XRP vs. Bitcoin: Which Is the Better Buy Right Now?

July 9, 2025

Most investing decisions feel like choosing between two distant futures. In crypto right now, one such fork in the road is whether to buy an asset built on engineered scarcity, or one engineered for regulated utility and widespread use.

The question matters because capital is finally pouring into both lanes at once. Bitcoin (BTC 0.08%) is drawing record institutional inflows while XRP (XRP 2.72%) is winning a few serious gigs to provide financial plumbing. The trade‑off between slow‑burn “digital gold” and faster‑moving payment rails has never been starker, so let’s sort out which path fits which kind of investor.

Bitcoin’s digital scarcity wins it a bigger audience

Bitcoin currently trades around $109,000 as of July 7 despite a considerable amount of recent macroeconomic volatility.

The latest leg higher came from purchasing driven by institutions and holders of large sums of capital, not small-time investors seeking a thrill. BlackRock‘s Bitcoin exchange-traded fund (ETF), the iShares Bitcoin Trust ETF, took in more than $1.3 billion in fresh cash in the last week of June, part of a haul of more than $4 billion that all U.S. spot Bitcoin ETFs absorbed in the month.

Collectively, at least 116 public companies now hold a total of roughly 809,100 Bitcoins on their balance sheets, more than double the corporate stash a year ago.

Why does that matter? It’s evidence that the “demand” portion of the supply and demand dynamics affecting the coin is very healthy. When paired with the favorable and ongoing action of the halving process, one of the main factors affecting the coin’s supply, it suggests that it’s appropriate to be bullish about the coin.
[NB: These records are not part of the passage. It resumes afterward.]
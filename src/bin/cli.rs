//! appendkv CLI
//!
//! Opens a data directory, runs one command against it, and exits.

use std::fs::File;
use std::io::{self, BufWriter, Write};
use std::ops::ControlFlow;
use std::process::ExitCode;

use appendkv::codec::Op;
use appendkv::{Config, Engine, Error, ErrorKind, SyncMode};
use clap::{Parser, Subcommand};
use tracing_subscriber::{fmt, EnvFilter};

/// appendkv CLI
#[derive(Parser, Debug)]
#[command(name = "appendkv-cli")]
#[command(about = "Append-only key-value store")]
#[command(version)]
struct Args {
    /// Data directory
    #[arg(short, long, default_value = "./appendkv_data")]
    data_dir: String,

    /// Durability per write: none, sync or async
    #[arg(short, long, default_value = "none")]
    sync: SyncMode,

    /// Open without write access; mutations fail
    #[arg(short, long)]
    read_only: bool,

    /// Worker id stamped into record IDs (0..=1023)
    #[arg(short, long, default_value = "0")]
    worker_id: i64,

    #[command(subcommand)]
    command: Commands,
}

#[derive(Subcommand, Debug)]
enum Commands {
    /// Get a value by key
    Get {
        /// The key to get
        key: String,
    },

    /// Set a key-value pair
    Set {
        /// The key to set
        key: String,

        /// The value to set
        value: String,
    },

    /// Delete a key
    Del {
        /// The key to delete
        key: String,
    },

    /// Check whether a key may exist
    Exists {
        /// The key to check
        key: String,
    },

    /// Count live keys
    Len,

    /// Copy the committed log to a file
    Snapshot {
        /// Output path
        out: String,
    },

    /// Print every record in the log
    Dump,
}

fn main() -> ExitCode {
    let filter = EnvFilter::try_from_default_env()
        .unwrap_or_else(|_| EnvFilter::new("warn,appendkv=info"));

    fmt()
        .with_env_filter(filter)
        .with_target(true)
        .with_writer(io::stderr)
        .init();

    let args = Args::parse();

    let config = Config::builder()
        .data_dir(&args.data_dir)
        .sync_mode(args.sync)
        .read_only(args.read_only)
        .worker_id(args.worker_id)
        .build();

    let engine = match Engine::open(config) {
        Ok(e) => e,
        Err(e) => {
            tracing::error!("Failed to open storage: {}", e);
            return ExitCode::FAILURE;
        }
    };

    let result = run(&engine, args.command);
    let closed = engine.close();

    match result.and(closed) {
        Ok(()) => ExitCode::SUCCESS,
        Err(e) if e.kind() == ErrorKind::NotFound => {
            eprintln!("(not found)");
            ExitCode::FAILURE
        }
        Err(e) => {
            eprintln!("error: {}", e);
            ExitCode::FAILURE
        }
    }
}

fn run(engine: &Engine, command: Commands) -> Result<(), Error> {
    let stdout = io::stdout();
    let mut out = stdout.lock();

    match command {
        Commands::Get { key } => {
            let value = engine.get(key.as_bytes())?;
            out.write_all(&value)?;
            writeln!(out)?;
        }
        Commands::Set { key, value } => {
            engine.set(key.as_bytes(), value.as_bytes())?;
            writeln!(out, "OK")?;
        }
        Commands::Del { key } => {
            engine.delete(key.as_bytes())?;
            writeln!(out, "OK")?;
        }
        Commands::Exists { key } => {
            writeln!(out, "{}", engine.exists(key.as_bytes())?)?;
        }
        Commands::Len => {
            writeln!(out, "{}", engine.len()?)?;
        }
        Commands::Snapshot { out: path } => {
            let file = File::create(&path)
                .map_err(|e| Error::io("error creating snapshot file", e))?;
            let bytes = engine.snapshot(BufWriter::new(file))?;
            writeln!(out, "{} bytes written to {}", bytes, path)?;
        }
        Commands::Dump => {
            let written = engine.for_each(|_, record, err| {
                let line = match (record, err) {
                    (Some(r), _) => {
                        let op = match r.op {
                            Op::Set => "SET",
                            Op::Delete => "DEL",
                        };
                        writeln!(
                            out,
                            "{}\t{}\t{}\t{}",
                            r.id,
                            op,
                            String::from_utf8_lossy(&r.key),
                            r.value_len()
                        )
                    }
                    (None, Some(e)) => writeln!(out, "error: {}", e),
                    (None, None) => Ok(()),
                };
                match line {
                    Ok(()) => ControlFlow::Continue(()),
                    Err(e) => ControlFlow::Break(e),
                }
            })?;

            if let Some(e) = written {
                return Err(e.into());
            }
        }
    }

    Ok(())
}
A pile of coins lay embossed with the Bitcoin logo.

Image source: Getty Images.

In short, Bitcoin’s issuance halves roughly every four years, crimping new supply just as ETF sponsors, corporates, and long‑term allocators compete for the float. Scarcity was always part of the asset’s pitch, and now it is colliding with regulated distribution channels that make large buys painless for big buyers.

In theory, that should push the asset’s price discovery into a narrower, mostly upward corridor, and for the long term. This catalyst is playing out right now.

XRP’s utility is hard to understate

The investment thesis for buying XRP is quite different.

It’s priced near $2.28 today, and its ledger, XRPL, just activated an automated market maker (AMM) feature, letting any wallet convert assets on‑chain and earn fees from idle balances. That’s a key feature for the chain’s intended users, institutional investors.

Another important capability for courting that same audience is that XRPL bakes in regulator‑friendly tools, like authorized trust lines, blacklists, and the ability to freeze accounts so issuers can remain in good standing with anti-money laundering and know-your-customer laws.

That matters because tokenizing real‑world assets (RWA) so that they can be handled more easily by asset managers is becoming big business, and compliance tooling is essential to capturing that business. The RWA sector’s value hit $24.8 billion in June, and it could balloon to $30 trillion by 2034, per some estimates. XRP is already attracting key projects on its chain, including a $693 million Treasury bond fund, giving users 24/7 access to short‑term government debt. As more assets are tokenized, having must-have assets like Treasuries on-chain will make the ledger an even more appealing place for institutional investors to park their capital.

In other words, with XRP the value-generating flywheel is liquidity at the scale that institutional investors need it. Each tokenized Treasury or corporate debt issue deepens its on‑ledger pools, reduces pricing inaccuracy for big transactions, and nudges newcomers to hold a small XRP reserve to transact.

Assuming regulators stay comfortable with XRPL’s top‑down compliance controls, that adoption curve could steepen over the next three to five years.

There’s a strong argument for buying both coins

Think of Bitcoin as a zero‑yield digital commodity whose upside comes from enforced scarcity meeting mainstream acceptance. Its payoff profile looks like a long-dated bond, with slow, steady, but potentially massive returns accruing across halving cycles for those who are patient.

XRP is more like a fast‑growing fintech stock. Success hinges on product‑market fit and execution. Yet it’s because of this elevated risk that the coin’s ramp‑up, if it happens, could dwarf Bitcoin’s percentage gains, and those gains could occur sooner.

A balanced crypto portfolio might allocate 80% to Bitcoin for stability and 5% or so to XRP for higher risk exposure. The pair can coexist in the same account without any contradiction. Just be honest about your time horizon and risk tolerance before you choose your lane.

And if you’re only interested in choosing one, you should choose Bitcoin today. XRP is a great coin, but it is simply not the safer option at these lofty prices.